Иона обезоруживающе улыбнулся, обнял свой чемодан, и сжался в комок, чтобы легче пройти, крикнув: «До Америки, пожалуйста!»

Кит кивнул, разинул зубастую пасть, и проглотил святого юношу.

Вокруг было темно – хоть коллегу Валентина зови, который, как известно, с рождения был слеп. Пришлось ковыряться в замке чемодана на ощупь, что было не очень приятно, так как сверху капало (желудочный сок, возможно), и неудержимо пахло креветками, которых рожденный в рыбацком городке Назарете Иона с детства тихо ненавидел.

Наконец замок щелкнул. Из чемодана хлынул свет, и Иона, так же известный как Юнус бин Мета, увидел унылую картину: чрево кита оказалось заполнено осколками кораблей разных эпох, а в самом центре брюха даже гордо возлежало космическое блюдце. Из чемодана высунулась тонкая девичья рука, поманившая Иону, и он с радостью залез внутрь – не для того же он тащил за собой эту сверхкомфортабельную тару, да еще и с пассажиркой, чтобы так просто внутри кита все и бросить. Его левая рука привычно пробежала по гибкой упругой спине безбилетницы, а пальцы правой защелкнули герметичные створки чемодана.

А тем временем снаружи (чемодана, но не кита) полным ходом проходил слет капитанов проглоченных кораблей. Барон Мюнхгаузен, местный житель со стажем, предложил разделить глотку кита чьей-то самой длинной мачтой пока остальные корабли будут выплывать из его желудка. Все согласились, так что дело осталось за малым: дождаться, пока кит откроет рот. Распорщиками были торжественно объявлены цереане: их мачта принимала субволновые послания, и потому могла телескопически раскладываться до жутковатых размеров.

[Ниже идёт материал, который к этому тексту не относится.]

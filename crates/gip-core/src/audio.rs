//! Audio format codes and buffer geometry.
//!
//! GIP audio runs in fixed 8 ms fragments; everything here derives from
//! the format code and the transport's packets-per-interval count.

use crate::wire::coherent_header_len;

/// Chat headset audio, 16 kHz mono.
pub const FORMAT_CHAT_16KHZ: u8 = 0x04;
/// 24 kHz mono.
pub const FORMAT_MONO_24KHZ: u8 = 0x09;
/// 48 kHz stereo.
pub const FORMAT_STEREO_48KHZ: u8 = 0x10;

/// Length of one audio interval in milliseconds.
pub const INTERVAL_MS: u32 = 8;

/// Samples are signed 16-bit PCM.
const BYTES_PER_SAMPLE: u32 = 2;

/// Channel count and sample rate for a format code.
pub fn format_params(format: u8) -> Result<(u32, u32), AudioError> {
    match format {
        FORMAT_CHAT_16KHZ => Ok((1, 16_000)),
        FORMAT_MONO_24KHZ => Ok((1, 24_000)),
        FORMAT_STEREO_48KHZ => Ok((2, 48_000)),
        other => Err(AudioError::UnsupportedFormat(other)),
    }
}

/// A negotiated audio direction.
#[derive(Debug, Clone, Copy, PartialEq, Eq)]
pub struct AudioConfig {
    pub format: u8,
    pub channels: u32,
    pub sample_rate: u32,
    /// PCM bytes per 8 ms interval.
    pub buffer_size: usize,
    /// PCM bytes per packet within the interval.
    pub fragment_size: usize,
    /// On-wire packet size: encoded header plus fragment.
    pub packet_size: usize,
    /// Set once both sides have accepted the format.
    pub valid: bool,
}

impl AudioConfig {
    /// Derive the buffer geometry for a format code, splitting each 8 ms
    /// interval across `packet_count` packets.
    pub fn derive(format: u8, packet_count: usize) -> Result<Self, AudioError> {
        let (channels, sample_rate) = format_params(format)?;
        let buffer_size = (sample_rate * channels * BYTES_PER_SAMPLE * INTERVAL_MS / 1000) as usize;
        let fragment_size = buffer_size / packet_count.max(1);
        let packet_size = coherent_header_len(fragment_size as u32) + fragment_size;
        Ok(Self {
            format,
            channels,
            sample_rate,
            buffer_size,
            fragment_size,
            packet_size,
            valid: false,
        })
    }
}

// ── Errors ────────────────────────────────────────────────────────────────────

#[derive(Debug, Clone, PartialEq, Eq, thiserror::Error)]
pub enum AudioError {
    #[error("unsupported audio format code 0x{0:02x}")]
    UnsupportedFormat(u8),
}

// ── Tests ─────────────────────────────────────────────────────────────────────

Мимо чемодана проплыли огромные тени кораблей, которые разбивал в брызги луч света, просочившийся из далекой разверзнутой пасти. Мюнхгаузен махал руками, контролируя трафик. Мачта цереан, оказавшаяся гигантским вибратором, надежно встала между челюстей, и галеоны один за другим вырвались на свободу. А там уже и вспомнились все прошлые обиды, и снова французские галеры подняли огонь по английским парусам, персидские тригионы столкнулись с греческими биремами, тай-файтеры – с крестокрылами…

И над всем этим в своей скромной шлюпке возвышался печальный пацифист-барон, одетый в доспехи тосэй-гусоку, которые, как известно любому самураю, отличие от старых доспехов кодзан-до, состоящих из множества мелких пластинок, соединенных шелковым шнуром, изготавливались из широких многослойных металлических, реже кожаных, пластин, и потому были более надежными. Мюнхгаузен перешагнул через переплетения тросов и шлангов на палубе шлюпки и сел в уже такое родное седло пушечного ядра. Штурвал послушно лег в окантованные крыльцами кохирэ (к концу XV века часто заменявшие наплечники содэ, насколько известно всякому хатамото) ладони, взревел двойной ионный (прямо как кофе!) движок, и ядро взмыло в заполненный редкой моросью и штормовым предупреждением воздух.

Римский воевода, пронзенный вражьей стрелой, вдруг заметил улетающего барона, и подумал: «Фига себе летает! Недаром Тит Ливий говорил, что некоторые греки из зависти к римской славе готовы превозносить даже парфян…» - и скорбно умер. Последним, что он увидел в своей жизни, было название книги со стола навигатора: «Суй против Когурё – малоизвестные подробности».